I am here as a palliative care doctor and professor who has worked for more than 35 years in a variety of roles, including here in Dublin with the Irish Hospice Foundation and in Northern Ireland, London, Nepal and India, where I hold an academic appointment. Throughout my career, I have been focused on how to support people as they live the last part of their lives.

I begin by acknowledging that this goal of improving and supporting people in the last phase of life is a challenge for us all and a goal we share. Even defining a good death is not easy, and the different assessments of a death - "He fought right to the end", "He suffered horribly" or "It was such a peaceful passing" - betray the investments that different people bring to observing even the same death and society's death anxiety. The definitive studies from beyond the grave have not been done. Palliative care itself is often misunderstood. People think it is only about death and dying but it is actually about living well to the end. I work with Dame Cicely Saunders, and her famous affirmation has been our creed:

You matter because you are you, and you matter to the end of your life. We will do all we can not only to help you die peacefully, but also to live until you die.

I have been involved in an estimated 8,000 deaths during my career in palliative care. I have engaged with a variety of politicians in different countries in the process of trying to improve end-of-life care but I have never felt that need here in Ireland. Today we are focused on protecting and improving palliative care. I am grateful that the committee understands the potential impact of legislative change on palliative care in Ireland. Other jurisdictions assume that palliative care and assisted dying go hand in glove. They do not.

Palliative care and care of the elderly services are the specialties consistently most opposed to such change. This could be because, at its core, palliative care is about neither hastening death or unnecessarily prolonging life. Doctors generally enjoy fixing things. Having to accept a world where not everything can be fixed and daily facing mortality with our patients is initially very counterintuitive. However, this is the reality we have embraced, since the patient, David Tasma, requested more from Cicely Saunders than traditional medical care. He said, “I only want what is in your heart and mind.” Palliative care is not just about giving drugs for pain or other symptoms. Our scalpel is building honest relationships and being with people as accompanists in the last phase of life. This work parallels that of a midwife. To anticipate systematised, regulated, rights-focused death protocols being forced into our operating theatre undermines the fundamental of what and who our patients have taught us and need us to be.

I worry that if assisted dying becomes the default option, legislation will severely limit patient choice. Currently, I can discuss a patient's fears and options when they ask me about ending their life. In the event of legislative change, I will not be able to do so for fear of being accused of applying the worst kind of medical paternalism, namely, inappropriate influence on the vulnerable.

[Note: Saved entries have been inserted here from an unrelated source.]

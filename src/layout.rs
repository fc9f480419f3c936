//! Reading-order recovery for one PDF page.
//!
//! Strategies are tried in a fixed order and the first output passing the
//! minimum-content heuristic wins:
//!
//! 1. single-column: the extraction backend's own reading-order text;
//! 2. two-column: positioned words split at the horizontal midpoint, left
//!    column read before the right;
//! 3. word assembly: word boxes clustered into lines by vertical
//!    proximity, the slowest but most resilient path.
//!
//! Where positions are available (strategies 2 and 3), lines falling into
//! the header or footer band are dropped unless they are long and densely
//! alphabetic, so page furniture goes but short legitimate paragraphs near
//! the page edge stay.

use crate::config::{
    BAND_KEEP_ALPHA_DENSITY, BAND_KEEP_MIN_ALPHA, COLUMN_GUTTER_RATIO, FOOTER_BAND_RATIO,
    HEADER_BAND_RATIO, LINE_CLUSTER_GAP, MIN_PAGE_WORDS, MIN_SINGLE_COLUMN_CHARS,
    MIN_TWO_COLUMN_CHARS, MIN_WORD_ASSEMBLY_CHARS,
};
use crate::normalize;
use crate::pdf::{Page, WordBox};

/// One recovered line with the vertical position it came from. Lines from
/// the plain-text path carry no position.
#[derive(Debug, Clone)]
pub struct Line {
    pub text: String,
    pub top: Option<f32>,
}

/// One page's recovered lines, ready for block building.
#[derive(Debug, Clone)]
pub struct PageText {
    pub number: u32,
    pub lines: Vec<String>,
}

impl PageText {
    /// All lines joined into one cleaned, space-separated string.
    pub fn flat_text(&self) -> String {
        normalize::clean_extracted(&self.lines.join("\n"))
    }
}

/// One extraction strategy. Returns `None` when it cannot produce output
/// meeting its minimum-content bar.
trait LayoutStrategy {
    fn name(&self) -> &'static str;
    fn extract(&self, page: &Page) -> Option<Vec<Line>>;
}

struct SingleColumn;
struct TwoColumn;
struct WordAssembly;

/// Recover reading-order lines for a page, or `None` when every strategy
/// fails (the page is then skipped by the caller).
pub fn extract_lines(page: &Page) -> Option<PageText> {
    let strategies: [&dyn LayoutStrategy; 3] = [&SingleColumn, &TwoColumn, &WordAssembly];

    for strategy in strategies {
        if let Some(lines) = strategy.extract(page) {
            tracing::debug!(
                page = page.number,
                strategy = strategy.name(),
                lines = lines.len(),
                "layout recovered"
            );
            return Some(PageText {
                number: page.number,
                lines: lines.into_iter().map(|l| l.text).collect(),
            });
        }
    }

    tracing::debug!(page = page.number, "all layout strategies failed");
    None
}

fn content_chars(lines: &[Line]) -> usize {
    lines
        .iter()
        .map(|l| normalize::clean_extracted(&l.text).chars().count())
        .sum()
}

fn word_count(lines: &[Line]) -> usize {
    lines
        .iter()
        .map(|l| l.text.split_whitespace().count())
        .sum()
}

fn accepts(lines: &[Line], min_chars: usize) -> bool {
    !lines.is_empty() && word_count(lines) >= MIN_PAGE_WORDS && content_chars(lines) >= min_chars
}

impl LayoutStrategy for SingleColumn {
    fn name(&self) -> &'static str {
        "single-column"
    }

    fn extract(&self, page: &Page) -> Option<Vec<Line>> {
        let text = page.plain_text.as_deref()?;
        let lines: Vec<Line> = text
            .lines()
            .map(str::trim)
            .filter(|l| !l.is_empty())
            .map(|l| Line {
                text: l.to_string(),
                top: None,
            })
            .collect();

        accepts(&lines, MIN_SINGLE_COLUMN_CHARS).then_some(lines)
    }
}

impl LayoutStrategy for TwoColumn {
    fn name(&self) -> &'static str {
        "two-column"
    }

    fn extract(&self, page: &Page) -> Option<Vec<Line>> {
        if page.words.is_empty() {
            return None;
        }

        let gutter = page.width * COLUMN_GUTTER_RATIO;
        let mid = page.width / 2.0;
        let left: Vec<&WordBox> = page
            .words
            .iter()
            .filter(|w| w.x < mid - gutter)
            .collect();
        let right: Vec<&WordBox> = page.words.iter().filter(|w| w.x >= mid + gutter).collect();

        // A genuine two-column page has material on both sides; otherwise
        // defer to word assembly, which reads the full width.
        if left.is_empty() || right.is_empty() {
            return None;
        }

        let mut lines = cluster_into_lines(&left);
        lines.extend(cluster_into_lines(&right));
        let lines = filter_margin_bands(lines, page.height);

        accepts(&lines, MIN_TWO_COLUMN_CHARS).then_some(lines)
    }
}

impl LayoutStrategy for WordAssembly {
    fn name(&self) -> &'static str {
        "word-assembly"
    }

    fn extract(&self, page: &Page) -> Option<Vec<Line>> {
        if page.words.is_empty() {
            return None;
        }

        let all: Vec<&WordBox> = page.words.iter().collect();
        let lines = cluster_into_lines(&all);
        let lines = filter_margin_bands(lines, page.height);

        accepts(&lines, MIN_WORD_ASSEMBLY_CHARS).then_some(lines)
    }
}

/// Cluster word boxes into lines: sort by vertical position, start a new
/// line whenever the gap exceeds the cluster tolerance, then order each
/// line left to right.
fn cluster_into_lines(words: &[&WordBox]) -> Vec<Line> {
    if words.is_empty() {
        return Vec::new();
    }

    let mut sorted: Vec<&WordBox> = words.to_vec();
    sorted.sort_by(|a, b| {
        a.top
            .partial_cmp(&b.top)
            .unwrap_or(std::cmp::Ordering::Equal)
            .then_with(|| a.x.partial_cmp(&b.x).unwrap_or(std::cmp::Ordering::Equal))
    });

    let mut clusters: Vec<Vec<&WordBox>> = Vec::new();
    let mut current_top = f32::NEG_INFINITY;
    for word in sorted {
        if (word.top - current_top).abs() > LINE_CLUSTER_GAP {
            clusters.push(Vec::new());
            current_top = word.top;
        }
        clusters
            .last_mut()
            .expect("cluster pushed above")
            .push(word);
    }

    clusters
        .into_iter()
        .map(|mut cluster| {
            cluster.sort_by(|a, b| a.x.partial_cmp(&b.x).unwrap_or(std::cmp::Ordering::Equal));
            let top = cluster.first().map(|w| w.top);
            let text = cluster
                .iter()
                .map(|w| w.text.as_str())
                .collect::<Vec<_>>()
                .join(" ");
            Line { text, top }
        })
        .filter(|line| !line.text.trim().is_empty())
        .collect()
}

fn is_densely_alphabetic(text: &str) -> bool {
    let total = text.chars().filter(|c| !c.is_whitespace()).count();
    let alpha = text.chars().filter(|c| c.is_alphabetic()).count();
    alpha >= BAND_KEEP_MIN_ALPHA && total > 0 && alpha as f32 / total as f32 >= BAND_KEEP_ALPHA_DENSITY
}

/// Drop lines sitting in the header or footer band unless they read like
/// real prose (long, mostly letters). Page numbers and running titles go;
/// a short paragraph hugging the margin stays.
fn filter_margin_bands(lines: Vec<Line>, page_height: f32) -> Vec<Line> {
    let top_cut = page_height * HEADER_BAND_RATIO;
    let bottom_cut = page_height * (1.0 - FOOTER_BAND_RATIO);

    lines
        .into_iter()
        .filter(|line| match line.top {
            Some(top) if top < top_cut || top > bottom_cut => is_densely_alphabetic(&line.text),
            _ => true,
        })
        .collect()
}

#[cfg(test)]
mod tests {
    use super::*;

    fn word(text: &str, x: f32, top: f32) -> WordBox {
        WordBox {
            text: text.to_string(),
            x,
            top,
        }
    }

    fn page_with_words(words: Vec<WordBox>) -> Page {
        Page {
            number: 1,
            width: 612.0,
            height: 792.0,
            words,
            plain_text: None,
        }
    }

    fn body_words(x: f32, top: f32) -> Vec<WordBox> {
        // Enough prose to clear the word and char minimums.
        let text = "ogrenci ders kaydini her yariyil basinda danisman onayi ile yenilemek zorundadir aksi halde kayit gecersiz sayilir";
        text.split(' ')
            .enumerate()
            .map(|(i, w)| word(w, x + i as f32 * 12.0, top))
            .collect()
    }

    #[test]
    fn single_column_uses_backend_text() {
        let page = Page {
            number: 1,
            width: 612.0,
            height: 792.0,
            words: vec![],
            plain_text: Some(
                "Devamsizlik siniri teorik derslerde yuzde otuzdur.\nUygulamali derslerde yuzde yirmidir ve asilamaz.".to_string(),
            ),
        };

        let result = extract_lines(&page).expect("single column accepts");
        assert_eq!(result.lines.len(), 2);
    }

    #[test]
    fn short_backend_text_falls_through_to_word_assembly() {
        let mut words = body_words(50.0, 300.0);
        words.extend(body_words(50.0, 320.0));
        let mut page = page_with_words(words);
        page.plain_text = Some("kisa".to_string());

        let result = extract_lines(&page).expect("word assembly accepts");
        assert!(result.lines.len() >= 2);
        assert!(result.lines[0].contains("ogrenci"));
    }

    #[test]
    fn two_column_reads_left_before_right() {
        let mut words = body_words(40.0, 300.0);
        words.extend(body_words(400.0, 300.0).into_iter().map(|mut w| {
            w.text = format!("sag{}", w.text);
            w
        }));
        let page = page_with_words(words);

        let result = extract_lines(&page).expect("two column accepts");
        let joined = result.lines.join(" ");
        let left_pos = joined.find("ogrenci").expect("left column present");
        let right_pos = joined.find("sagogrenci").expect("right column present");
        assert!(left_pos < right_pos);
    }

    #[test]
    fn margin_band_drops_page_furniture() {
        let mut words = body_words(50.0, 300.0);
        words.push(word("7", 300.0, 780.0)); // page number in footer band
        words.push(word("Universite", 50.0, 10.0)); // running header
        let page = page_with_words(words);

        let result = extract_lines(&page).expect("extraction succeeds");
        let joined = result.lines.join(" ");
        assert!(!joined.contains('7'));
        assert!(!joined.contains("Universite"));
    }

    #[test]
    fn margin_band_keeps_dense_prose() {
        let lines = vec![
            Line {
                text: "ogrencinin mazeretli sayilabilmesi icin belgeye dayali basvuru yapmasi gerekir"
                    .to_string(),
                top: Some(10.0),
            },
        ];
        let kept = filter_margin_bands(lines, 792.0);
        assert_eq!(kept.len(), 1);
    }

    #[test]
    fn empty_page_fails_all_strategies() {
        let page = page_with_words(vec![]);
        assert!(extract_lines(&page).is_none());
    }

    #[test]
    fn cluster_orders_words_within_a_line() {
        let words = [
            word("ikinci", 100.0, 50.0),
            word("birinci", 20.0, 50.5),
            word("alt", 20.0, 70.0),
        ];
        let refs: Vec<&WordBox> = words.iter().collect();
        let lines = cluster_into_lines(&refs);
        assert_eq!(lines.len(), 2);
        assert_eq!(lines[0].text, "birinci ikinci");
        assert_eq!(lines[1].text, "alt");
    }
}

I do not think the Spice Girls have been asked to speak to this committee, but their question is the most crucial one the committee must face - "Tell me what you want, what you really, really want" to achieve from changing or from not changing legislation on physician assisted dying. Is it to make it a right for Irish people to autonomously be able to seek help to end their lives at a time of their own choosing or Is it to improve the number of people who are enabled to live well until they die knowing that they will neither be abandoned nor have their suffering ignored? What is it that we as a society really, really want? I do not have faith that legislative change can bring about the latter because I have not seen the evidence that legalising physician assisted dying could improve the quality of dying in Ireland. There is evidence that greater palliative care integration could, really, really make a difference to our goal.